* Your instructions *
Retype every entry exactly, character for character.

+===+

//! Relevance fixtures for the images domain

use rankcheck_core::cases::{PrecisionCase, RecallCase, TestCase};
use rankcheck_core::error::Result;

/// Every images case, in declaration order
pub fn cases() -> Result<Vec<TestCase>> {
    let mut cases = recall()?;
    cases.extend(precision()?);
    cases.extend(alternative_spellings()?);
    Ok(cases)
}

fn recall() -> Result<Vec<TestCase>> {
    Ok(vec![
        RecallCase::new("horse battle", ["ud35y7c8"])?.into(),
        RecallCase::new(
            "everest chest",
            [
                "bt9yvss2", "erth8sur", "fddgu7pe", "qbvq42t6", "u6ejpuxu", "xskq2fsc",
                "prrq5ajp", "zw53jx3j",
            ],
        )?
        .into(),
        RecallCase::new(
            "Frederic Cayley Robinson",
            [
                "avvynvp3", "b286u5hw", "dey48vd8", "g6n5e53n", "gcr92r4d", "gh3y9p3y",
                "vmm6hvuk", "z894cnj8", "cfgh5xqh", "fgszwax3", "hc4jc2ax", "hfyyg6y4",
                "jz4bkatc", "khw4yqzx", "npgefkju", "q3sw6v4p", "z7huxjwf", "dkj7jswg",
                "gve6469u", "kyw8ufwn", "r49f89rq", "sptagjhw", "t6jb62an", "tq4qjedt",
                "xkt8av46", "yh6evjnu", "dvg8e7h5", "knc95egk", "th8c2wan",
            ],
        )?
        .into(),
    ])
}

fn precision() -> Result<Vec<TestCase>> {
    Ok(vec![
        PrecisionCase::new("crick dna sketch", ["gzv2hhgy"])?.into(),
        PrecisionCase::new("gzv2hhgy", ["gzv2hhgy"])?
            .with_description("image id")
            .into(),
        PrecisionCase::new("kmebmktz", ["gzv2hhgy"])?
            .with_description("search for work ID and get associated images")
            .into(),
        PrecisionCase::new("L0033046", ["gzv2hhgy"])?
            .with_description("miro ID")
            .into(),
    ])
}

fn alternative_spellings() -> Result<Vec<TestCase>> {
    Ok(vec![
        RecallCase::new("arbeiten", ["sr4kxmk3", "utbtee43"])?
            .with_threshold_position(100)
            .into(),
        RecallCase::new("conosco", ["nnh3nh47"])?
            .with_threshold_position(100)
            .into(),
        RecallCase::new("allons", ["dqnapkdx"])?
            .with_threshold_position(100)
            .into(),
    ])
}
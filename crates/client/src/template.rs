//! Query template rendering
//!
//! Templates are JSON query bodies with a `{{query}}` placeholder inside one
//! or more string values. Substitution happens at the object level, after
//! parsing: the template is walked as a `serde_json::Value` and the search
//! terms are spliced into string leaves. Search terms containing quotes or
//! other JSON-significant characters therefore cannot produce a malformed
//! query body.

use serde_json::Value;

use rankcheck_core::error::{Error, Result};

/// Placeholder replaced by the case's search terms
pub const QUERY_PLACEHOLDER: &str = "{{query}}";

/// Parse a template source into a JSON value, requiring the placeholder
///
/// A template that never mentions `{{query}}` would run the same query for
/// every test case, so its absence is reported as a template error at load
/// time rather than producing meaningless verdicts later.
pub fn parse_template(source: &str) -> Result<Value> {
    let template: Value = serde_json::from_str(source)
        .map_err(|e| Error::template(format!("query template is not valid JSON: {e}")))?;
    if !contains_placeholder(&template) {
        return Err(Error::template(format!(
            "query template has no {QUERY_PLACEHOLDER} placeholder"
        )));
    }
    Ok(template)
}

/// Render a parsed template with the given search terms
pub fn render_query(template: &Value, search_terms: &str) -> Value {
    let mut rendered = template.clone();
    substitute(&mut rendered, search_terms);
    rendered
}

fn contains_placeholder(value: &Value) -> bool {
    match value {
        Value::String(s) => s.contains(QUERY_PLACEHOLDER),
        Value::Array(items) => items.iter().any(contains_placeholder),
        Value::Object(map) => map.values().any(contains_placeholder),
        _ => false,
    }
}

fn substitute(value: &mut Value, search_terms: &str) {
    match value {
        Value::String(s) => {
            if s.contains(QUERY_PLACEHOLDER) {
                *s = s.replace(QUERY_PLACEHOLDER, search_terms);
            }
        }
        Value::Array(items) => {
            for item in items {
                substitute(item, search_terms);
            }
        }
        Value::Object(map) => {
            for item in map.values_mut() {
                substitute(item, search_terms);
            }
        }
        _ => {}
    }
}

+===+

* Response *
//! Relevance fixtures for the images domain

use rankcheck_core::cases::{PrecisionCase, RecallCase, TestCase};
use rankcheck_core::error::Result;

/// Every images case, in declaration order
pub fn cases() -> Result<Vec<TestCase>> {
    let mut cases = recall()?;
    cases.extend(precision()?);
    cases.extend(alternative_spellings()?);
    Ok(cases)
}

fn recall() -> Result<Vec<TestCase>> {
    Ok(vec![
        RecallCase::new("horse battle", ["ud35y7c8"])?.into(),
        RecallCase::new(
            "everest chest",
            [
                "bt9yvss2", "erth8sur", "fddgu7pe", "qbvq42t6", "u6ejpuxu", "xskq2fsc",
                "prrq5ajp", "zw53jx3j",
            ],
        )?
        .into(),
        RecallCase::new(
            "Frederic Cayley Robinson",
            [
                "avvynvp3", "b286u5hw", "dey48vd8", "g6n5e53n", "gcr92r4d", "gh3y9p3y",
                "vmm6hvuk", "z894cnj8", "cfgh5xqh", "fgszwax3", "hc4jc2ax", "hfyyg6y4",
                "jz4bkatc", "khw4yqzx", "npgefkju", "q3sw6v4p", "z7huxjwf", "dkj7jswg",
                "gve6469u", "kyw8ufwn", "r49f89rq", "sptagjhw", "t6jb62an", "tq4qjedt",
                "xkt8av46", "yh6evjnu", "dvg8e7h5", "knc95egk", "th8c2wan",
            ],
        )?
        .into(),
    ])
}

fn precision() -> Result<Vec<TestCase>> {
    Ok(vec![
        PrecisionCase::new("crick dna sketch", ["gzv2hhgy"])?.into(),
        PrecisionCase::new("gzv2hhgy", ["gzv2hhgy"])?
            .with_description("image id")
            .into(),
        PrecisionCase::new("kmebmktz", ["gzv2hhgy"])?
            .with_description("search for work ID and get associated images")
            .into(),
        PrecisionCase::new("L0033046", ["gzv2hhgy"])?
            .with_description("miro ID")
            .into(),
    ])
}

fn alternative_spellings() -> Result<Vec<TestCase>> {
    Ok(vec![
        RecallCase::new("arbeiten", ["sr4kxmk3", "utbtee43"])?
            .with_threshold_position(100)
            .into(),
        RecallCase::new("conosco", ["nnh3nh47"])?
            .with_threshold_position(100)
            .into(),
        RecallCase::new("allons", ["dqnapkdx"])?
            .with_threshold_position(100)
            .into(),
    ])
}
filename crates/client/src/template.rs
//! Query template rendering
//!
//! Templates are JSON query bodies with a `{{query}}` placeholder inside one
//! or more string values. Substitution happens at the object level, after
//! parsing: the template is walked as a `serde_json::Value` and the search
//! terms are spliced into string leaves. Search terms containing quotes or
//! other JSON-significant characters therefore cannot produce a malformed
//! query body.

use serde_json::Value;

use rankcheck_core::error::{Error, Result};

/// Placeholder replaced by the case's search terms
pub const QUERY_PLACEHOLDER: &str = "{{query}}";

/// Parse a template source into a JSON value, requiring the placeholder
///
/// A template that never mentions `{{query}}` would run the same query for
/// every test case, so its absence is reported as a template error at load
/// time rather than producing meaningless verdicts later.
pub fn parse_template(source: &str) -> Result<Value> {
    let template: Value = serde_json::from_str(source)
        .map_err(|e| Error::template(format!("query template is not valid JSON: {e}")))?;
    if !contains_placeholder(&template) {
        return Err(Error::template(format!(
            "query template has no {QUERY_PLACEHOLDER} placeholder"
        )));
    }
    Ok(template)
}

/// Render a parsed template with the given search terms
pub fn render_query(template: &Value, search_terms: &str) -> Value {
    let mut rendered = template.clone();
    substitute(&mut rendered, search_terms);
    rendered
}

fn contains_placeholder(value: &Value) -> bool {
    match value {
        Value::String(s) => s.contains(QUERY_PLACEHOLDER),
        Value::Array(items) => items.iter().any(contains_placeholder),
        Value::Object(map) => map.values().any(contains_placeholder),
        _ => false,
    }
}

fn substitute(value: &mut Value, search_terms: &str) {
    match value {
        Value::String(s) => {
            if s.contains(QUERY_PLACEHOLDER) {
                *s = s.replace(QUERY_PLACEHOLDER, search_terms);
            }
        }
        Value::Array(items) => {
            for item in items {
                substitute(item, search_terms);
            }
        }
        Value::Object(map) => {
            for item in map.values_mut() {
                substitute(item, search_terms);
            }
        }
        _ => {}
    }
}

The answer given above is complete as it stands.